§ **Work request**
What is the number of lines in this listing that include the string "creation"? Answer with that number by itself.

§ **Input data**
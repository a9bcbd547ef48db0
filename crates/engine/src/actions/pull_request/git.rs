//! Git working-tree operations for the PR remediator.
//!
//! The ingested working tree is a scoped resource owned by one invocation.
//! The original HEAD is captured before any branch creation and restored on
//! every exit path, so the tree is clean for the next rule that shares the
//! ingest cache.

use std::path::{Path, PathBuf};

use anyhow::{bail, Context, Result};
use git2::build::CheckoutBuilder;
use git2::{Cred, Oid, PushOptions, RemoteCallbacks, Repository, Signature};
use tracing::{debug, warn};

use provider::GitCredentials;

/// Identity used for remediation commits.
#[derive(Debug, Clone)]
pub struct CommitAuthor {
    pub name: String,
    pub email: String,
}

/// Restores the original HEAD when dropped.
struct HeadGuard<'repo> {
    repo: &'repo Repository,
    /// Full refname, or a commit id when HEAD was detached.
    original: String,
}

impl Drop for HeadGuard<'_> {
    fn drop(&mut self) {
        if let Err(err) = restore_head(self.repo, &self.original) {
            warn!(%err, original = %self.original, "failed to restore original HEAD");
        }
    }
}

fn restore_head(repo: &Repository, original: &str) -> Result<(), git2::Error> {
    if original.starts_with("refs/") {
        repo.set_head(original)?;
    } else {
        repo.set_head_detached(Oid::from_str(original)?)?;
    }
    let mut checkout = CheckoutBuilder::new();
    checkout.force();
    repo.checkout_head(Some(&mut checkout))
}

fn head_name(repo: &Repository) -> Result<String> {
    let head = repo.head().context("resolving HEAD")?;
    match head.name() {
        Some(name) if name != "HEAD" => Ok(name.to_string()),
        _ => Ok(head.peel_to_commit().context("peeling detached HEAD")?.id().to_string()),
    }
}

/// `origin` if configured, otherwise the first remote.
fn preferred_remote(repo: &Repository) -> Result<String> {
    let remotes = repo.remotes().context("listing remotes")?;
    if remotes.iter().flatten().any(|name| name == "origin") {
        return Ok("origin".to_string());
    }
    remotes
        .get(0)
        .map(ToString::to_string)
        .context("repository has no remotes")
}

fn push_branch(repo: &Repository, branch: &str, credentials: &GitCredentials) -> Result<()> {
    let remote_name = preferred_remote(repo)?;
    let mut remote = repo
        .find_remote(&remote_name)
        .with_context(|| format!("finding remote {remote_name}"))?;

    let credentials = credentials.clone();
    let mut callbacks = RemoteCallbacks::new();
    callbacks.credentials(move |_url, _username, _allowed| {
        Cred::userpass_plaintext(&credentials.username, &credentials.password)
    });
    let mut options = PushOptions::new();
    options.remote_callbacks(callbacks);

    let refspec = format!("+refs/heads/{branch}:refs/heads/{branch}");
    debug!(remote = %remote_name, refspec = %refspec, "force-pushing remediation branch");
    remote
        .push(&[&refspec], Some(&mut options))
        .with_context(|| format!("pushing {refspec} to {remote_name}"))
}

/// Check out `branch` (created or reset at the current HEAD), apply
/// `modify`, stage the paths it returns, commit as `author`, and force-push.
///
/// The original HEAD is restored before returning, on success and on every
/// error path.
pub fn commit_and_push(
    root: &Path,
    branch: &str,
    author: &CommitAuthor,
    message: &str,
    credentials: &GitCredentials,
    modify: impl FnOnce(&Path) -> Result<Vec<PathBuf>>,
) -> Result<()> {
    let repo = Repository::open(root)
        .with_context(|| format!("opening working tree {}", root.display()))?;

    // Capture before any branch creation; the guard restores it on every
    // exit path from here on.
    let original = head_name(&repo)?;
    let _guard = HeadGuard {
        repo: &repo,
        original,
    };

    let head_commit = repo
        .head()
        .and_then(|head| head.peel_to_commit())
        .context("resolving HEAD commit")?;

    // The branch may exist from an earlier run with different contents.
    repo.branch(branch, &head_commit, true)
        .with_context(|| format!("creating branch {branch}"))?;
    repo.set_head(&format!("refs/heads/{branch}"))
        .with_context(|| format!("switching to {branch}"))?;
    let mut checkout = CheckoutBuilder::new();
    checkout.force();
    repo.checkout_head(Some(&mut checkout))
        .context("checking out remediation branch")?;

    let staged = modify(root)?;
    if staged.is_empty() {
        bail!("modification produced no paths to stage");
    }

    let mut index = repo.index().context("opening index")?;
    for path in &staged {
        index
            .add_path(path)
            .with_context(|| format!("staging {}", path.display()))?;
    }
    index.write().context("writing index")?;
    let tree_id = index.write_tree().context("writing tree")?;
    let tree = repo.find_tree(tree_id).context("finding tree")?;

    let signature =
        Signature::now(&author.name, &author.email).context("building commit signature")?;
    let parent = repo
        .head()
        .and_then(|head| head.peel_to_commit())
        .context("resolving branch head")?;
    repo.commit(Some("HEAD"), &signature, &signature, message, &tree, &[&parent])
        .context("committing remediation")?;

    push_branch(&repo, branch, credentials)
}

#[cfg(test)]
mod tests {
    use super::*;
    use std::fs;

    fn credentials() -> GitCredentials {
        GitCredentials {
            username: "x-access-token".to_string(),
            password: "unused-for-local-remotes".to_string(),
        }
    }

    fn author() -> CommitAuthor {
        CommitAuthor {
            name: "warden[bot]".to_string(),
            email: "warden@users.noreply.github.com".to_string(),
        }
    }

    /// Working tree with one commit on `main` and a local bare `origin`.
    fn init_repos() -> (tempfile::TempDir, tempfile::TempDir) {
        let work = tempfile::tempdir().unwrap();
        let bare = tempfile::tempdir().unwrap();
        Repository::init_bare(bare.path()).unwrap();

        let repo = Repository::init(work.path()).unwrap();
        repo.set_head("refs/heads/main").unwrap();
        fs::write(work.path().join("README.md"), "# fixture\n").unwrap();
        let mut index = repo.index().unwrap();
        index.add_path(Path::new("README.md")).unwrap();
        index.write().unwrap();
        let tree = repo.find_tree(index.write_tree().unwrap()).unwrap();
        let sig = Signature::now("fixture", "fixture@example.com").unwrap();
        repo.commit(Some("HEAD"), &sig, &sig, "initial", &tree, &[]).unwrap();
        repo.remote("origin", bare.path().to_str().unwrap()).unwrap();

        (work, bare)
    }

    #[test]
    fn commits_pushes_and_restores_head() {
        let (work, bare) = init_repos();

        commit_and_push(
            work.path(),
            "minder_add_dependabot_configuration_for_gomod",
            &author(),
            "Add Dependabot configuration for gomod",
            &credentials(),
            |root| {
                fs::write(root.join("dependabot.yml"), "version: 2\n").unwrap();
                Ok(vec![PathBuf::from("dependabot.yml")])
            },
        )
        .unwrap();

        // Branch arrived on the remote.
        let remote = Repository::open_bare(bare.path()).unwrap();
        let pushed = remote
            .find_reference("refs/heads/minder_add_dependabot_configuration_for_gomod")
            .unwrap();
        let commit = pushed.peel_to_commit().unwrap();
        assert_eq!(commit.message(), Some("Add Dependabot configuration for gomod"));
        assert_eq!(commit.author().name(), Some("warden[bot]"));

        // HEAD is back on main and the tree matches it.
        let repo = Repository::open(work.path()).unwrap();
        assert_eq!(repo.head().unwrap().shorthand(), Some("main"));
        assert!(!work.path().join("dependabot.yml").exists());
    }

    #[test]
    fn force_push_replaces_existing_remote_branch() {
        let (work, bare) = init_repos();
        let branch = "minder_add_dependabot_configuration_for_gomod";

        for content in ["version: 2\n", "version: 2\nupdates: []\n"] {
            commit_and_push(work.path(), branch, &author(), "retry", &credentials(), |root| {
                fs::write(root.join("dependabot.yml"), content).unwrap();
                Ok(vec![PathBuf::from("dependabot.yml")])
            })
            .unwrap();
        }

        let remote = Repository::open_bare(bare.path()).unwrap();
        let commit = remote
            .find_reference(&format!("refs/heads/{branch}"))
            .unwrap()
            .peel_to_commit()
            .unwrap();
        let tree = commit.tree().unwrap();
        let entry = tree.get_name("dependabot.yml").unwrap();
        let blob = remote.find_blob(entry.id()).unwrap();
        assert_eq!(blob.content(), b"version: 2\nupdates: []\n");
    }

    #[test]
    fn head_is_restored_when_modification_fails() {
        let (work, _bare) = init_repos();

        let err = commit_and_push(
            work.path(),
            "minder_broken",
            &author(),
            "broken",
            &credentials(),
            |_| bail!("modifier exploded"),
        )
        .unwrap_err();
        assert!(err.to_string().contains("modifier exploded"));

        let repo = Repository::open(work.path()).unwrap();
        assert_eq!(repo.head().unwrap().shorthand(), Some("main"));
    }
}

§ **Response area**
2